How much of the Australia-U.S. military alliance is targeting China? This problem needs to be answered from two perspectives, that of the U.S. and of Australia as well. America’s primary strategic goal in the Asia-Pacific region is to repress China, and the Australia-U.S. alliance, like the Japan-U.S. alliance, is a strategic tool America uses to curb China’s rise. But does Australia think this alliance is mainly for controlling China? This is a complex question.

This author believes that it is not wise to see this alliance, or any alliance, as permanent. It is not to say the Australia-U.S. alliance has any serious cracks. Rather, it’s just that the partnership is not flawless. There are numerous examples to support this theory, one of which is a speech made by Julie Bishop, the Australian Minister for Foreign Affairs, at a conference held in the United States. Surprisingly, she only mentioned China once in the speech, and it was only when she talked about China also being a victim of terrorism, and not in any sense of controlling China.

When the Australian foreign minister does not mention the China factor in a speech about how to deepen the Australia-U.S. alliance, what does it mean?
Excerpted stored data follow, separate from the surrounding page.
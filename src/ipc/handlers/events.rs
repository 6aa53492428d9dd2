use crate::ipc::error::ok;
use crate::ipc::helpers::{not_found, require_store, required_str, resolve_actor, write_failed};
use crate::ipc::types::{AppState, Request};
use crate::store::Collection;
use serde_json::{json, Value};

fn handle_list(state: &mut AppState, req: &Request) -> serde_json::Value {
    let store = match require_store(state) {
        Ok(s) => s,
        Err(e) => return e.response(&req.id),
    };
    let events = store.collection(Collection::Events);
    let total = events.len();
    ok(&req.id, json!({ "events": events, "total": total }))
}

/// Registrations are recorded on the event itself. Registering twice is a
/// no-op rather than an error.
fn handle_register(state: &mut AppState, req: &Request) -> serde_json::Value {
    let actor = match resolve_actor(state, &req.params) {
        Ok(a) => a,
        Err(e) => return e.response(&req.id),
    };
    let out = require_store(state).and_then(|store| {
        let event_id = required_str(&req.params, "eventId")?;
        let event = store
            .find(Collection::Events, &event_id)
            .ok_or_else(|| not_found("event not found"))?;
        let mut registrations: Vec<Value> = event
            .get("registrations")
            .and_then(Value::as_array)
            .cloned()
            .unwrap_or_default();
        let already = registrations
            .iter()
            .any(|r| r.as_str() == Some(actor.id.as_str()));
        if !already {
            registrations.push(Value::String(actor.id.clone()));
            store
                .update(
                    Collection::Events,
                    &event_id,
                    &json!({ "registrations": registrations }),
                )
                .map_err(write_failed)?;
        }
        Ok(already)
    });
    match out {
        Ok(already) => ok(&req.id, json!({ "registered": true, "alreadyRegistered": already })),
        Err(e) => e.response(&req.id),
    }
}

pub fn try_handle(state: &mut AppState, req: &Request) -> Option<serde_json::Value> {
    match req.method.as_str() {
        "events.list" => Some(handle_list(state, req)),
        "events.register" => Some(handle_register(state, req)),
        _ => None,
    }
}
use crate::ipc::error::ok;
use crate::ipc::helpers::{
    bad_params, new_id, not_found, now_rfc3339, require_permission, require_store, required_str,
    resolve_actor, write_failed, HandlerErr,
};
use crate::ipc::types::{AppState, Request};
use crate::model::{Notification, NotificationKind};
use crate::permissions::Action;
use crate::store::Collection;
use serde_json::{json, Value};

fn for_user(items: Vec<Value>, user_id: &str) -> Vec<Value> {
    items
        .into_iter()
        .filter(|n| n.get("userId").and_then(Value::as_str) == Some(user_id))
        .collect()
}

fn handle_list(state: &mut AppState, req: &Request) -> serde_json::Value {
    let out = require_store(state).and_then(|store| {
        let user_id = required_str(&req.params, "userId")?;
        Ok(for_user(store.collection(Collection::Notifications), &user_id))
    });
    match out {
        Ok(notifications) => {
            let total = notifications.len();
            ok(&req.id, json!({ "notifications": notifications, "total": total }))
        }
        Err(e) => e.response(&req.id),
    }
}

fn handle_unread_count(state: &mut AppState, req: &Request) -> serde_json::Value {
    let out = require_store(state).and_then(|store| {
        let user_id = required_str(&req.params, "userId")?;
        let count = for_user(store.collection(Collection::Notifications), &user_id)
            .iter()
            .filter(|n| n.get("read").and_then(Value::as_bool) != Some(true))
            .count();
        Ok(count)
    });
    match out {
        Ok(count) => ok(&req.id, json!({ "count": count })),
        Err(e) => e.response(&req.id),
    }
}

fn handle_mark_read(state: &mut AppState, req: &Request) -> serde_json::Value {
    let out = require_store(state).and_then(|store| {
        let id = required_str(&req.params, "id")?;
        store
            .update(Collection::Notifications, &id, &json!({ "read": true }))
            .map_err(write_failed)?
            .ok_or_else(|| not_found("notification not found"))
    });
    match out {
        Ok(notification) => ok(&req.id, json!({ "notification": notification })),
        Err(e) => e.response(&req.id),
    }
}

fn handle_mark_all_read(state: &mut AppState, req: &Request) -> serde_json::Value {
    let out = require_store(state).and_then(|store| {
        let user_id = required_str(&req.params, "userId")?;
        let mut items = store.collection(Collection::Notifications);
        let mut updated = 0usize;
        for n in items.iter_mut() {
            if n.get("userId").and_then(Value::as_str) != Some(user_id.as_str()) {
                continue;
            }
            if let Some(obj) = n.as_object_mut() {
                if obj.get("read").and_then(Value::as_bool) != Some(true) {
                    obj.insert("read".into(), Value::Bool(true));
                    updated += 1;
                }
            }
        }
        store
            .save(Collection::Notifications, &items)
            .map_err(write_failed)?;
        Ok(updated)
    });
    match out {
        Ok(updated) => ok(&req.id, json!({ "updated": updated })),
        Err(e) => e.response(&req.id),
    }
}

fn handle_delete(state: &mut AppState, req: &Request) -> serde_json::Value {
    let out = require_store(state).and_then(|store| {
        let id = required_str(&req.params, "id")?;
        let removed = store
            .remove(Collection::Notifications, &id)
            .map_err(write_failed)?;
        if !removed {
            return Err(not_found("notification not found"));
        }
        Ok(())
    });
    match out {
        Ok(()) => ok(&req.id, json!({ "deleted": true })),
        Err(e) => e.response(&req.id),
    }
}

fn handle_delete_all(state: &mut AppState, req: &Request) -> serde_json::Value {
    let out = require_store(state).and_then(|store| {
        let user_id = required_str(&req.params, "userId")?;
        let items = store.collection(Collection::Notifications);
        let before = items.len();
        let kept: Vec<Value> = items
            .into_iter()
            .filter(|n| n.get("userId").and_then(Value::as_str) != Some(user_id.as_str()))
            .collect();
        let deleted = before - kept.len();
        store
            .save(Collection::Notifications, &kept)
            .map_err(write_failed)?;
        Ok(deleted)
    });
    match out {
        Ok(deleted) => ok(&req.id, json!({ "deleted": deleted })),
        Err(e) => e.response(&req.id),
    }
}

/// Direct creation is a privileged path; the system-generated notifications
/// from the approval workflow do not come through here.
fn handle_create(state: &mut AppState, req: &Request) -> serde_json::Value {
    let actor = match resolve_actor(state, &req.params) {
        Ok(a) => a,
        Err(e) => return e.response(&req.id),
    };
    let out = require_store(state).and_then(|store| {
        require_permission(&actor, Action::SendNotification, None)?;
        let raw = req
            .params
            .get("notification")
            .filter(|v| v.is_object())
            .cloned()
            .ok_or_else(|| bad_params("missing notification object"))?;
        let kind: NotificationKind =
            serde_json::from_value(raw.get("type").cloned().unwrap_or(Value::Null))
                .map_err(|_| bad_params("type must be info|success|warning|error"))?;
        let notification = Notification {
            id: new_id(),
            user_id: required_str(&raw, "userId")?,
            title: required_str(&raw, "title")?,
            message: required_str(&raw, "message")?,
            kind,
            read: false,
            created_at: now_rfc3339(),
            action_url: raw
                .get("actionUrl")
                .and_then(Value::as_str)
                .map(str::to_string),
        };
        let record = serde_json::to_value(&notification)
            .map_err(|e| HandlerErr::new("db_write_failed", e.to_string()))?;
        store
            .add(Collection::Notifications, record.clone())
            .map_err(write_failed)?;
        Ok(record)
    });
    match out {
        Ok(notification) => ok(&req.id, json!({ "notification": notification })),
        Err(e) => e.response(&req.id),
    }
}

pub fn try_handle(state: &mut AppState, req: &Request) -> Option<serde_json::Value> {
    match req.method.as_str() {
        "notifications.list" => Some(handle_list(state, req)),
        "notifications.unreadCount" => Some(handle_unread_count(state, req)),
        "notifications.markRead" => Some(handle_mark_read(state, req)),
        "notifications.markAllRead" => Some(handle_mark_all_read(state, req)),
        "notifications.delete" => Some(handle_delete(state, req)),
        "notifications.deleteAll" => Some(handle_delete_all(state, req)),
        "notifications.create" => Some(handle_create(state, req)),
        _ => None,
    }
}
use serde::{Deserialize, Serialize};
use serde_json::Value;

#[derive(Debug, Clone, Copy, PartialEq, Eq, Serialize, Deserialize)]
#[serde(rename_all = "lowercase")]
pub enum Role {
    Student,
    Faculty,
    Admin,
}

#[derive(Debug, Clone, Copy, PartialEq, Eq, Serialize, Deserialize)]
#[serde(rename_all = "lowercase")]
pub enum ActivityStatus {
    Pending,
    Approved,
    Rejected,
}

#[derive(Debug, Clone, Copy, PartialEq, Eq, Hash, Serialize, Deserialize)]
#[serde(rename_all = "kebab-case")]
pub enum ActivityCategory {
    Academic,
    Extracurricular,
    Research,
    CommunityService,
    Leadership,
    Internship,
    Competition,
    Certification,
    Conference,
    Workshop,
}

impl ActivityCategory {
    pub const ALL: [ActivityCategory; 10] = [
        ActivityCategory::Academic,
        ActivityCategory::Extracurricular,
        ActivityCategory::Research,
        ActivityCategory::CommunityService,
        ActivityCategory::Leadership,
        ActivityCategory::Internship,
        ActivityCategory::Competition,
        ActivityCategory::Certification,
        ActivityCategory::Conference,
        ActivityCategory::Workshop,
    ];

    pub fn as_str(self) -> &'static str {
        match self {
            ActivityCategory::Academic => "academic",
            ActivityCategory::Extracurricular => "extracurricular",
            ActivityCategory::Research => "research",
            ActivityCategory::CommunityService => "community-service",
            ActivityCategory::Leadership => "leadership",
            ActivityCategory::Internship => "internship",
            ActivityCategory::Competition => "competition",
            ActivityCategory::Certification => "certification",
            ActivityCategory::Conference => "conference",
            ActivityCategory::Workshop => "workshop",
        }
    }

    /// Points awarded when an activity in this category is approved and the
    /// approver does not supply an explicit value.
    pub fn default_points(self) -> i64 {
        match self {
            ActivityCategory::Academic => 10,
            ActivityCategory::Extracurricular => 5,
            ActivityCategory::Research => 25,
            ActivityCategory::CommunityService => 10,
            ActivityCategory::Leadership => 15,
            ActivityCategory::Internship => 20,
            ActivityCategory::Competition => 15,
            ActivityCategory::Certification => 10,
            ActivityCategory::Conference => 10,
            ActivityCategory::Workshop => 5,
        }
    }
}

#[derive(Debug, Clone, Copy, PartialEq, Eq, Serialize, Deserialize)]
#[serde(rename_all = "lowercase")]
pub enum ActivityType {
    Conference,
    Workshop,
    Seminar,
    Certification,
    Competition,
    Internship,
    Volunteer,
    Leadership,
    Research,
    Publication,
    Project,
    Course,
    Hackathon,
    Sports,
    Cultural,
    Technical,
}

#[derive(Debug, Clone, Serialize, Deserialize)]
#[serde(rename_all = "camelCase")]
pub struct User {
    pub id: String,
    pub email: String,
    #[serde(skip_serializing_if = "Option::is_none")]
    pub password: Option<String>,
    pub name: String,
    pub role: Role,
    #[serde(skip_serializing_if = "Option::is_none")]
    pub student_id: Option<String>,
    #[serde(skip_serializing_if = "Option::is_none")]
    pub department: Option<String>,
    #[serde(skip_serializing_if = "Option::is_none")]
    pub semester: Option<i64>,
    #[serde(skip_serializing_if = "Option::is_none")]
    pub avatar: Option<String>,
    pub created_at: String,
}

#[derive(Debug, Clone, Serialize, Deserialize)]
#[serde(rename_all = "camelCase")]
pub struct Activity {
    pub id: String,
    pub title: String,
    pub description: String,
    pub category: ActivityCategory,
    #[serde(rename = "type")]
    pub kind: ActivityType,
    pub date: String,
    #[serde(skip_serializing_if = "Option::is_none")]
    pub duration: Option<i64>,
    #[serde(skip_serializing_if = "Option::is_none")]
    pub location: Option<String>,
    #[serde(skip_serializing_if = "Option::is_none")]
    pub organizer: Option<String>,
    #[serde(skip_serializing_if = "Option::is_none")]
    pub certificates: Option<Vec<String>>,
    #[serde(skip_serializing_if = "Option::is_none")]
    pub images: Option<Vec<String>>,
    pub status: ActivityStatus,
    #[serde(skip_serializing_if = "Option::is_none")]
    pub approved_by: Option<String>,
    #[serde(skip_serializing_if = "Option::is_none")]
    pub approved_at: Option<String>,
    #[serde(skip_serializing_if = "Option::is_none")]
    pub rejection_reason: Option<String>,
    #[serde(skip_serializing_if = "Option::is_none")]
    pub points: Option<i64>,
    pub student_id: String,
    pub created_at: String,
    pub updated_at: String,
}

#[derive(Debug, Clone, Copy, PartialEq, Eq, Serialize, Deserialize)]
#[serde(rename_all = "lowercase")]
pub enum Template {
    Modern,
    Classic,
    Minimal,
}

#[derive(Debug, Clone, Serialize, Deserialize)]
#[serde(rename_all = "camelCase")]
pub struct Achievement {
    pub id: String,
    pub title: String,
    pub description: String,
    pub date: String,
    pub issuer: String,
    #[serde(skip_serializing_if = "Option::is_none")]
    pub certificate_url: Option<String>,
    pub category: String,
}

#[derive(Debug, Clone, Copy, PartialEq, Eq, Serialize, Deserialize)]
#[serde(rename_all = "lowercase")]
pub enum SkillLevel {
    Beginner,
    Intermediate,
    Advanced,
    Expert,
}

#[derive(Debug, Clone, Serialize, Deserialize)]
#[serde(rename_all = "camelCase")]
pub struct Skill {
    pub id: String,
    pub name: String,
    pub level: SkillLevel,
    pub category: String,
    pub verified: bool,
}

#[derive(Debug, Clone, Copy, PartialEq, Eq, Serialize, Deserialize)]
#[serde(rename_all = "lowercase")]
pub enum ProjectStatus {
    Ongoing,
    Completed,
    Paused,
}

#[derive(Debug, Clone, Serialize, Deserialize)]
#[serde(rename_all = "camelCase")]
pub struct Project {
    pub id: String,
    pub title: String,
    pub description: String,
    pub technologies: Vec<String>,
    pub start_date: String,
    #[serde(skip_serializing_if = "Option::is_none")]
    pub end_date: Option<String>,
    pub status: ProjectStatus,
    #[serde(skip_serializing_if = "Option::is_none")]
    pub github_url: Option<String>,
    #[serde(skip_serializing_if = "Option::is_none")]
    pub demo_url: Option<String>,
    #[serde(skip_serializing_if = "Option::is_none")]
    pub images: Option<Vec<String>>,
}

#[derive(Debug, Clone, Serialize, Deserialize)]
#[serde(rename_all = "camelCase")]
pub struct Portfolio {
    pub id: String,
    pub student_id: String,
    #[serde(default)]
    pub achievements: Vec<Achievement>,
    #[serde(default)]
    pub skills: Vec<Skill>,
    #[serde(default)]
    pub projects: Vec<Project>,
    pub template: Template,
    pub is_public: bool,
    pub last_generated: String,
    pub download_count: i64,
}

#[derive(Debug, Clone, Copy, PartialEq, Eq, Serialize, Deserialize)]
#[serde(rename_all = "lowercase")]
pub enum NotificationKind {
    Info,
    Success,
    Warning,
    Error,
}

#[derive(Debug, Clone, Serialize, Deserialize)]
#[serde(rename_all = "camelCase")]
pub struct Notification {
    pub id: String,
    pub user_id: String,
    pub title: String,
    pub message: String,
    #[serde(rename = "type")]
    pub kind: NotificationKind,
    pub read: bool,
    pub created_at: String,
    #[serde(skip_serializing_if = "Option::is_none")]
    pub action_url: Option<String>,
}

/// Passwords live only in the stored representation. Every user record that
/// leaves the daemon goes through here first.
pub fn strip_password(mut user: Value) -> Value {
    if let Some(obj) = user.as_object_mut() {
        obj.remove("password");
    }
    user
}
It means that America’s allies have their own considerations, too. Australia’s biggest worry is not China’s rise but the reach of extremism within its borders. The Sydney terrorist attack at the end of last year was already a sign, whereas the “Threat of China” is only in the imaginary future. Australia actually wants the Chinese economy to grow faster so that Australia can get a piece of the pie.

Can Australia firmly side with America in any China-U.S. conflict? This is an unknown. Last June, when ex-Australian Defense Minister David Johnston was asked whether terms in this alliance applied to the China-Japan conflicts in the East Sea, he replied that they were not applicable; such answers did not even create controversy within Australia. In comparison, back in 2004, when the defense minister then said the alliance may not apply to conflicts in the Taiwan Straits, his statement created a huge uproar within Australia. In the past 10 years, there have been qualitative changes in Australia’s strategic attitude toward China.

This is not only true on the governmental level. The Australian people do not believe Australia should become involved in China-Japan and China-U.S. conflicts either. When the Lowy Institute for International Policy recently conducted an Australia-China research poll which asked what Australia’s response should be when a China-Japan conflict arose and America supported Japan, most Australians opposed applying the Australia-U.S. alliance to conflicts over the Diaoyu Islands.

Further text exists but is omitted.